Order a copy of the zine vol. ii while they’re still available and attend our launch party on 7/11.
It’s the summer of 2011, and the gays are just around the corner from their long-awaited liberation. Pop stars are churning out formulaic bubblegum dance-pop songs about embracing who you really are. Those who have been rejected, outcast, or bullied…made to feel less-than, abominable, intrinsically disordered…who have been perpetually victimized by archaic, closed-minded social and moral standards are about to have their day.
Those bold souls (D-list singers and actors, corporate executives, careerist politicians whose campaigns were flailing) who promised you just a few months back that despite your current state of misery, it will all–thanks to their faith in the power of marketing campaigns and aggressive lobbying…or in Hegel–miraculously “get better.”
“The bullies seem like the powerful people and the successful people,” conceded one Apple exec whose denim suit jacket and late 2000s boycut was giving Ellen Degeneres (pre-cancellation)-realness. But she lets us in on “the secret of the real world”: those bullies are “at the peak of their power at 15 and 16.” Clearly not having read On The Genealogy of Morals, she encourages you to swallow the resentment pill and hold out on hoping for their downfall. “There will come a time when the bullies are not successful and the people they bullied are. And you just have to out-survive ’em.”
Another exec at Pixar reminds you that the prejudices born of antiquated norms are fading away, and in time people will “evolve” to accept that which was once taboo as normal. And that until that fated day, you should tell on those bullies to a trusted adult who will solve your problems for you with just the snap of a finger (after the filing of complaint forms and mandating that your dreaded persecutor attend a reeducation workshop).
And sure enough, it all turned out to be true!
You can finally hold hands with your life-long lover (or Grindr match, or sugar daddy, or the random guy you hooked up with in the bar bathroom last night, or “partner”) while walking down the street and receive not only acceptance, but the admiration of your newfound allies, who “are so happy for you two (or three).” You can finally book vacations at luxury resorts in (backward) developing island nations that not only will not chase you out for being who you are, but will offer you a whirlwind experience that caters to your demographic–and all at a discounted price! And for those of you in New York state, you can finally wed your beloved in a courthouse (or Episcopal church) and–most importantly–get tax breaks and other government benefits and protections, and enjoy each other’s company for the rest of your lives (or for ten years…or ten months).
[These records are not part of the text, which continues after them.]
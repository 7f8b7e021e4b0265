//! Polygon geometry retrieval from a WFS feature service.
//!
//! The feature service is queried with a WFS 1.0.0 GetFeature request for a
//! typename and a list of feature ids, asking for GeoJSON. The polygons of
//! the returned features are merged into a single geometry that is handed to
//! the computation backend.

use std::collections::HashSet;

use async_trait::async_trait;
use reqwest::Client;
use serde::{Deserialize, Serialize};
use tracing::{debug, info};

use crate::context::RequestContext;
use crate::error::{ProcessError, ProcessResult};

/// A GeoJSON position: longitude, latitude and optional extra ordinates.
pub type Position = Vec<f64>;

/// Polygonal GeoJSON geometry.
#[derive(Debug, Clone, Serialize, Deserialize, PartialEq)]
#[serde(tag = "type")]
pub enum Geometry {
    /// Exterior ring followed by interior rings.
    Polygon { coordinates: Vec<Vec<Position>> },

    /// A list of polygons.
    MultiPolygon {
        coordinates: Vec<Vec<Vec<Position>>>,
    },
}

impl Geometry {
    /// Merge polygons into one geometry.
    ///
    /// A single polygon stays a `Polygon`; anything else becomes a
    /// `MultiPolygon`. Returns `None` when there is nothing to merge.
    pub fn merge(parts: impl IntoIterator<Item = Geometry>) -> Option<Geometry> {
        let mut polygons = Vec::new();
        for part in parts {
            match part {
                Geometry::Polygon { coordinates } => polygons.push(coordinates),
                Geometry::MultiPolygon { coordinates } => polygons.extend(coordinates),
            }
        }

        match polygons.len() {
            0 => None,
            1 => polygons.pop().map(|coordinates| Geometry::Polygon { coordinates }),
            _ => Some(Geometry::MultiPolygon {
                coordinates: polygons,
            }),
        }
    }

    /// Number of polygons in this geometry.
    pub fn polygon_count(&self) -> usize {
        match self {
            Geometry::Polygon { .. } => 1,
            Geometry::MultiPolygon { coordinates } => coordinates.len(),
        }
    }
}

/// The geometry selected for an execution, with the CRS the service named.
#[derive(Debug, Clone, PartialEq)]
pub struct FeatureGeometry {
    pub geometry: Geometry,
    pub crs: Option<String>,
    pub feature_ids: Vec<String>,
}

impl FeatureGeometry {
    /// GeoJSON Feature document for this geometry.
    pub fn to_geojson(&self) -> serde_json::Value {
        let mut feature = serde_json::json!({
            "type": "Feature",
            "geometry": self.geometry,
            "properties": { "feature_ids": self.feature_ids },
        });
        if let Some(ref crs) = self.crs {
            feature["crs"] = serde_json::json!({
                "type": "name",
                "properties": { "name": crs },
            });
        }
        feature
    }
}

/// Split a comma-separated feature id string into ids.
///
/// Values are passed through unchanged: no trimming and no filtering of
/// empty entries.
pub fn split_feature_ids(raw: &str) -> Vec<String> {
    raw.split(',').map(str::to_string).collect()
}

/// WFS GetFeature base URL for a geoserver host; the typename is appended.
pub fn wfs_base_url(geoserver_host: &str) -> String {
    format!(
        "http://{}/geoserver/ows?service=WFS&version=1.0.0&request=GetFeature&typeName=",
        geoserver_host
    )
}

/// Full GetFeature URL for a typename and feature ids.
pub fn get_feature_url(base_url: &str, typename: &str, feature_ids: &[String]) -> String {
    let mut url = format!("{}{}", base_url, typename);
    if !feature_ids.is_empty() {
        url.push_str("&featureID=");
        url.push_str(&feature_ids.join(","));
    }
    url.push_str("&outputFormat=application/json");
    url
}

/// Source of polygon geometries.
#[async_trait]
pub trait FeatureService: Send + Sync {
    /// Fetch the merged geometry of the given features.
    async fn fetch_geometry(
        &self,
        ctx: &RequestContext,
        typename: &str,
        feature_ids: &[String],
    ) -> ProcessResult<FeatureGeometry>;
}

#[derive(Debug, Deserialize)]
struct FeatureCollectionBody {
    #[serde(default)]
    features: Vec<RawFeature>,
    #[serde(default)]
    crs: Option<serde_json::Value>,
}

#[derive(Debug, Deserialize)]
struct RawFeature {
    /// String or number.
    #[serde(default)]
    id: Option<serde_json::Value>,
    #[serde(default)]
    geometry: Option<serde_json::Value>,
}

impl RawFeature {
    fn id(&self) -> Option<String> {
        match self.id.as_ref()? {
            serde_json::Value::String(id) => Some(id.clone()),
            serde_json::Value::Number(id) => Some(id.to_string()),
            _ => None,
        }
    }
}

/// CRS name from a GeoJSON `crs` member.
///
/// Handles the named form (`properties.name`) and the legacy EPSG form
/// (`properties.code`); anything else yields `None`.
fn crs_name(crs: &serde_json::Value) -> Option<String> {
    let properties = crs.get("properties")?;
    if let Some(name) = properties.get("name").and_then(|n| n.as_str()) {
        return Some(name.to_string());
    }
    match properties.get("code")? {
        serde_json::Value::String(code) => Some(format!("EPSG:{}", code)),
        serde_json::Value::Number(code) => Some(format!("EPSG:{}", code)),
        _ => None,
    }
}

/// Extract the merged geometry from a GeoJSON FeatureCollection body.
///
/// Features whose id is not in `feature_ids` are dropped; features without
/// an id are kept, since the service has already applied the filter.
/// Non-polygonal geometries are ignored.
pub fn geometry_from_geojson(body: &str, feature_ids: &[String]) -> ProcessResult<FeatureGeometry> {
    let collection: FeatureCollectionBody = serde_json::from_str(body)
        .map_err(|e| ProcessError::Geometry(format!("invalid GeoJSON response: {}", e)))?;

    let wanted: HashSet<&str> = feature_ids.iter().map(String::as_str).collect();
    let parts = collection
        .features
        .into_iter()
        .filter(|f| match f.id() {
            Some(id) => wanted.is_empty() || wanted.contains(id.as_str()),
            None => true,
        })
        .filter_map(|f| f.geometry)
        .filter_map(|g| serde_json::from_value::<Geometry>(g).ok());

    let geometry = Geometry::merge(parts).ok_or_else(|| {
        ProcessError::Geometry(format!(
            "no polygon features found for ids [{}]",
            feature_ids.join(",")
        ))
    })?;

    Ok(FeatureGeometry {
        geometry,
        crs: collection.crs.as_ref().and_then(crs_name),
        feature_ids: feature_ids.to_vec(),
    })
}

/// WFS client backed by `reqwest`.
pub struct WfsClient {
    client: Client,
    base_url: String,
}

impl WfsClient {
    pub fn new(client: Client, base_url: impl Into<String>) -> Self {
        Self {
            client,
            base_url: base_url.into(),
        }
    }
}

#[async_trait]
impl FeatureService for WfsClient {
    async fn fetch_geometry(
        &self,
        ctx: &RequestContext,
        typename: &str,
        feature_ids: &[String],
    ) -> ProcessResult<FeatureGeometry> {
        let url = get_feature_url(&self.base_url, typename, feature_ids);
        debug!(parent: &ctx.span, url = %url, "Requesting features");

        let response = self
            .client
            .get(&url)
            .send()
            .await
            .map_err(|e| ProcessError::Geometry(format!("WFS request failed: {}", e)))?;

        let status = response.status();
        if !status.is_success() {
            return Err(ProcessError::Geometry(format!(
                "WFS returned HTTP {} for {}",
                status, typename
            )));
        }

        let body = response
            .text()
            .await
            .map_err(|e| ProcessError::Geometry(format!("failed to read WFS response: {}", e)))?;

        let geometry = geometry_from_geojson(&body, feature_ids)?;
        info!(
            parent: &ctx.span,
            typename = %typename,
            features = feature_ids.len(),
            polygons = geometry.geometry.polygon_count(),
            "Fetched geometry"
        );
        Ok(geometry)
    }
}
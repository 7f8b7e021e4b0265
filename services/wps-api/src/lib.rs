//! WPS API Service Library
//!
//! HTTP server exposing NetCDF polygon operations (polygon subsetting and
//! spatial weighted averaging) through a WPS 1.0.0 KVP endpoint.

pub mod compute;
pub mod config;
pub mod context;
pub mod download;
pub mod error;
pub mod execution;
pub mod geometry;
pub mod handlers;
pub mod materialize;
pub mod outputs;
pub mod processes;
pub mod state;

#[cfg(test)]
pub(crate) mod test_server;

use std::sync::Arc;

use axum::{routing::get, Extension, Router};
use tower_http::{
    compression::CompressionLayer, cors::CorsLayer, services::ServeDir, trace::TraceLayer,
};

use crate::state::AppState;

/// Build the service router.
pub fn router(state: Arc<AppState>) -> Router {
    let outputs = ServeDir::new(&state.config.output_path);

    Router::new()
        .route("/wps", get(handlers::wps::wps_handler))
        .route("/wps/", get(handlers::wps::wps_handler))
        // Health and metrics
        .route("/health", get(handlers::health::health_handler))
        .route("/metrics", get(handlers::health::metrics_handler))
        // Produced files and status documents
        .nest_service("/outputs", outputs)
        .layer(Extension(state))
        .layer(TraceLayer::new_for_http())
        .layer(CompressionLayer::new())
        .layer(CorsLayer::permissive())
}
//! HTTP request handlers for the WPS API.

pub mod health;
pub mod wps;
In three years, gay marriage will be ratified across the whole country. And soon, mega-corporations will display their allyship in their ad campaigns, on their social media feeds, and on their floats at pride parades. Straight men will “have no problem” with you, and in fact they will boast about the amount of gay guys they’re friends with—just as white people do about their (2) black friends. Straight women will want to collect you as they do bargain-priced accessories at Claire’s, fawning sycophantically over you and constantly reminding you how “fab” you are [for affording them all the benefits of male attention without the fear of rejection, and for making them feel like they’re on the “right side of history” without even having to lift a finger] and encouraging you to “slay,” “go off,” and “sashay away.” Hallmark will make gay movies. And artists including Lil Nas X, Bad Bunny, and Sam Smith will perform sexually lude dances with other men (including Satan) on national television!
But alas, our era of all things LGBTQ–of corporate queers and rainbow capitalism, of hr-friendly rhetoric and therapeuticism, of gay identity politics and corporate-backed lobbying, of the domestication of what was once considered transgressive and, well, queer–has crumbling. Whether you want to blame it on the wrath of God, the failure of liberalism, the decline of late phase capitalism, the change in Mercury’s orbital patterns, or the infamous “vibe shift,” the Trevor Project’s promises have proven false, empty, and for lack of a better term, “gay” in the worst sense of the word.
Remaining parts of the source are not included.